Overheard yesterday at Science Online -
In the 1990s, one would say “sorry, your email didn’t reach me.” In the 2000s, one said “your email must have been eaten by my spam filter.” Now, one will say “alas, your email didn’t make it into my Gmail Priority Inbox!”
A weak joke, but an interesting idea - do unreliable systems fulfil some social need?

Hilary Mason is thinking along similar lines:
How can twitter be so popular and successful if it’s down all the time?
We base statements like this on the assumption that quality of a web application maps linearly to the application’s stability. This is obviously true for most sites most of the time, but things get interesting at the edge where rare, unpredictable failure actually enables more complex human interactions around the service.
Unlike e-mail, twitter etiquette doesn’t demand that you read or reply to every message from every person you follow (or who follows you).

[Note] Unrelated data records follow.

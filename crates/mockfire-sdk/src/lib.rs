//! App-level API for mockfire.
//!
//! An [`App`] pairs an [`Auth`](mockfire_auth::Auth) identity store with a
//! rule-checked [`Database`](mockfire_database::Database) that follows it:
//! signing in or out rebinds the `auth` variable seen by every rule.
//!
//! Apps live in a caller-owned [`AppRegistry`]. [`Firebase`] wraps one
//! process-wide registry for code that expects a default instance.
//!
//! ```rust
//! use mockfire_sdk::{AppRegistry, MockConfig};
//! use mockfire_types::UserInfo;
//! use serde_json::json;
//!
//! # tokio::runtime::Builder::new_current_thread().build().unwrap().block_on(async {
//! let registry = AppRegistry::new();
//! let config = MockConfig {
//!     rules: Some(json!({"rules": {".read": true, ".write": "auth != null"}})),
//!     ..Default::default()
//! };
//! registry.initialize_app_with(config, None).unwrap();
//!
//! let db = registry.database().unwrap();
//! let motd = db.reference("motd").unwrap();
//! assert!(motd.set(&"hi").await.unwrap_err().is_denied());
//!
//! let auth = registry.auth().unwrap();
//! auth.set_custom_token_sign_in_handler(|token| Ok(UserInfo::with_uid(token)));
//! auth.sign_in_with_custom_token("ann").await.unwrap();
//! motd.set(&"hi").await.unwrap();
//! # });
//! ```

pub mod app;
pub mod error;
pub mod options;
pub mod registry;
pub mod shim;

pub use app::App;
pub use error::{SdkError, SdkResult};
pub use options::{AppOptions, MockConfig};
pub use registry::{AppRegistry, DEFAULT_APP_NAME};
pub use shim::Firebase;

pub use mockfire_auth::{Auth, AuthCredential, NextOrObserver, Observer, Unsubscribe};
pub use mockfire_database::{DataSnapshot, Database, EventType, Reference, StagePolicy};
pub use mockfire_rules::{RulesConfig, Ruleset};
pub use mockfire_types::{User, UserInfo};
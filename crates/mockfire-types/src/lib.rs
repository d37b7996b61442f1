//! Foundation types for mockfire.
//!
//! This crate provides the addressing, ordering, and identity primitives
//! shared by every other mockfire crate. It has no knowledge of rules or
//! stored data.
//!
//! # Key Types
//!
//! - [`DbPath`]: Normalized, validated slash-delimited location in the tree
//! - [`Priority`]: Optional ordering hint attached to a node
//! - [`User`] / [`UserInfo`]: The signed-in identity and its raw profile
//! - [`PushIdGenerator`]: Chronologically sortable child keys

pub mod error;
pub mod identity;
pub mod order;
pub mod path;
pub mod priority;
pub mod push_id;

pub use error::{TypeError, TypeResult};
pub use identity::{User, UserInfo, DEFAULT_PROVIDER_ID};
pub use order::compare_keys;
pub use path::{validate_key, DbPath, MAX_KEY_BYTES};
pub use priority::Priority;
pub use push_id::PushIdGenerator;
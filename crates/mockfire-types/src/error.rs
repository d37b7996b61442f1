use thiserror::Error;

/// Errors produced by type operations.
#[derive(Debug, Error, PartialEq, Eq)]
pub enum TypeError {
    #[error("invalid key {key:?}: {reason}")]
    InvalidKey { key: String, reason: String },

    #[error("invalid priority: {0}")]
    InvalidPriority(String),

    #[error("invalid user: {0}")]
    InvalidUser(String),
}

/// Result alias for type operations.
pub type TypeResult<T> = Result<T, TypeError>;
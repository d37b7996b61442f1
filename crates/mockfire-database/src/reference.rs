use std::fmt;
use std::sync::Arc;

use mockfire_types::{DbPath, Priority};
use serde::Serialize;
use serde_json::Value;

use crate::data_snapshot::DataSnapshot;
use crate::engine::DataEngine;
use crate::error::{DatabaseError, DatabaseResult};
use crate::event::EventType;
use crate::thenable::ThenableReference;

/// A handle on one location in the database.
///
/// Holds nothing but the engine and the path; navigation never touches data.
#[derive(Clone)]
pub struct Reference {
    engine: Arc<DataEngine>,
    path: DbPath,
}

impl Reference {
    pub(crate) fn new(engine: Arc<DataEngine>, path: DbPath) -> Self {
        Self { engine, path }
    }

    pub fn path(&self) -> &DbPath {
        &self.path
    }

    /// Last segment of the path; `None` at the root.
    pub fn key(&self) -> Option<&str> {
        self.path.key()
    }

    /// A handle on `relative` below this one. `relative` may span several
    /// segments (`"a/b/c"`).
    pub fn child(&self, relative: &str) -> DatabaseResult<Reference> {
        Ok(Self::new(
            Arc::clone(&self.engine),
            self.path.child(relative)?,
        ))
    }

    /// The parent location; `None` at the root.
    pub fn parent(&self) -> Option<Reference> {
        self.path
            .parent()
            .map(|parent| Self::new(Arc::clone(&self.engine), parent))
    }

    pub fn root(&self) -> Reference {
        Self::new(Arc::clone(&self.engine), DbPath::root())
    }

    /// Read once.
    ///
    /// `Value` yields the whole subtree. `ChildAdded` yields the first child
    /// in child order; it fails with [`DatabaseError::NoChildren`] when
    /// nothing is stored and [`DatabaseError::NotACollection`] on a leaf.
    ///
    /// # Panics
    ///
    /// `ChildRemoved`, `ChildChanged` and `ChildMoved` are not implemented.
    pub async fn once(&self, event: EventType) -> DatabaseResult<DataSnapshot> {
        match event {
            EventType::Value => {
                let tree = self.engine.read_tree(&self.path)?;
                Ok(DataSnapshot::new(self.clone(), tree))
            }
            EventType::ChildAdded => {
                let tree = self.engine.read_tree(&self.path)?;
                match tree.value() {
                    Value::Object(_) => {}
                    Value::Null => {
                        return Err(DatabaseError::NoChildren {
                            path: self.path.clone(),
                        })
                    }
                    _ => {
                        return Err(DatabaseError::NotACollection {
                            path: self.path.clone(),
                        })
                    }
                }
                let whole = DataSnapshot::new(self.clone(), tree);
                whole.children().into_iter().next().ok_or_else(|| {
                    DatabaseError::NoChildren {
                        path: self.path.clone(),
                    }
                })
            }
            unsupported => unimplemented!("once({unsupported})"),
        }
    }

    /// Replace the data here with `value`. Writing `null` removes it.
    pub async fn set<T: Serialize + ?Sized>(&self, value: &T) -> DatabaseResult<()> {
        self.engine.set(&self.path, serde_json::to_value(value)?)
    }

    /// Replace the data here and attach `priority` (a string, a number, or
    /// `null` to clear it).
    pub async fn set_with_priority<T, P>(&self, value: &T, priority: &P) -> DatabaseResult<()>
    where
        T: Serialize + ?Sized,
        P: Serialize + ?Sized,
    {
        let priority = Priority::from_value(&serde_json::to_value(priority)?)
            .map_err(|e| DatabaseError::InvalidArgument(e.to_string()))?;
        self.engine
            .set_with_priority(&self.path, serde_json::to_value(value)?, priority)
    }

    /// Write each entry of `values` (an object keyed by relative paths) as a
    /// single operation.
    pub async fn update<T: Serialize + ?Sized>(&self, values: &T) -> DatabaseResult<()> {
        match serde_json::to_value(values)? {
            Value::Object(patch) => self.engine.update(&self.path, &patch),
            other => Err(DatabaseError::InvalidArgument(format!(
                "update expects an object, got {other}"
            ))),
        }
    }

    pub async fn remove(&self) -> DatabaseResult<()> {
        self.engine.remove(&self.path)
    }

    /// Write `value` under a new chronologically ordered child key.
    ///
    /// The write happens immediately. The returned handle is usable as a
    /// reference right away and can be awaited for the write's outcome.
    /// Only an unusable generated key fails here; a denied write surfaces
    /// when the handle is awaited.
    pub fn push<T: Serialize + ?Sized>(&self, value: &T) -> DatabaseResult<ThenableReference> {
        let reference = self.push_ref()?;
        let outcome = serde_json::to_value(value)
            .map_err(DatabaseError::from)
            .and_then(|value| reference.engine.set(&reference.path, value));
        Ok(ThenableReference::new(reference, outcome))
    }

    /// A handle on a new chronologically ordered child key, without writing.
    pub fn push_ref(&self) -> DatabaseResult<Reference> {
        let key = self.engine.next_push_id();
        let path = self.path.push_key(&key)?;
        Ok(Self::new(Arc::clone(&self.engine), path))
    }

    /// # Panics
    ///
    /// Live listeners are not implemented.
    pub fn on<F>(&self, _event: EventType, _callback: F)
    where
        F: Fn(&DataSnapshot) + Send + Sync + 'static,
    {
        unimplemented!("on")
    }

    /// # Panics
    ///
    /// Live listeners are not implemented.
    pub fn off(&self, _event: Option<EventType>) {
        unimplemented!("off")
    }

    /// # Panics
    ///
    /// Transactions are not implemented.
    pub fn transaction<F>(&self, _update: F) -> DatabaseResult<DataSnapshot>
    where
        F: Fn(Option<Value>) -> Option<Value>,
    {
        unimplemented!("transaction")
    }
}

impl PartialEq for Reference {
    fn eq(&self, other: &Self) -> bool {
        Arc::ptr_eq(&self.engine, &other.engine) && self.path == other.path
    }
}

impl fmt::Display for Reference {
    fn fmt(&self, f: &mut fmt::Formatter<'_>) -> fmt::Result {
        write!(f, "{}", self.path)
    }
}

impl fmt::Debug for Reference {
    fn fmt(&self, f: &mut fmt::Formatter<'_>) -> fmt::Result {
        f.debug_tuple("Reference").field(&self.path.to_string()).finish()
    }
}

Combine that lightweight social touch with occasional technical issues and human communication patterns, and we start to see some interesting behavior.
Twitter’s lack of reliability as a platform allows us to use the technical failings to mask our own social imperfections. How often have you heard or said something like “I was sure I was following you” or “I must not have gotten that DM” or even “I think I tweeted that…”?
 The ability to politely ignore at least some of our incoming messages has existed for a long time - even post was never totally reliable.  If our online systems do tend, over time, to become more reliable, perhaps we will just lie about them to cover our own foibles?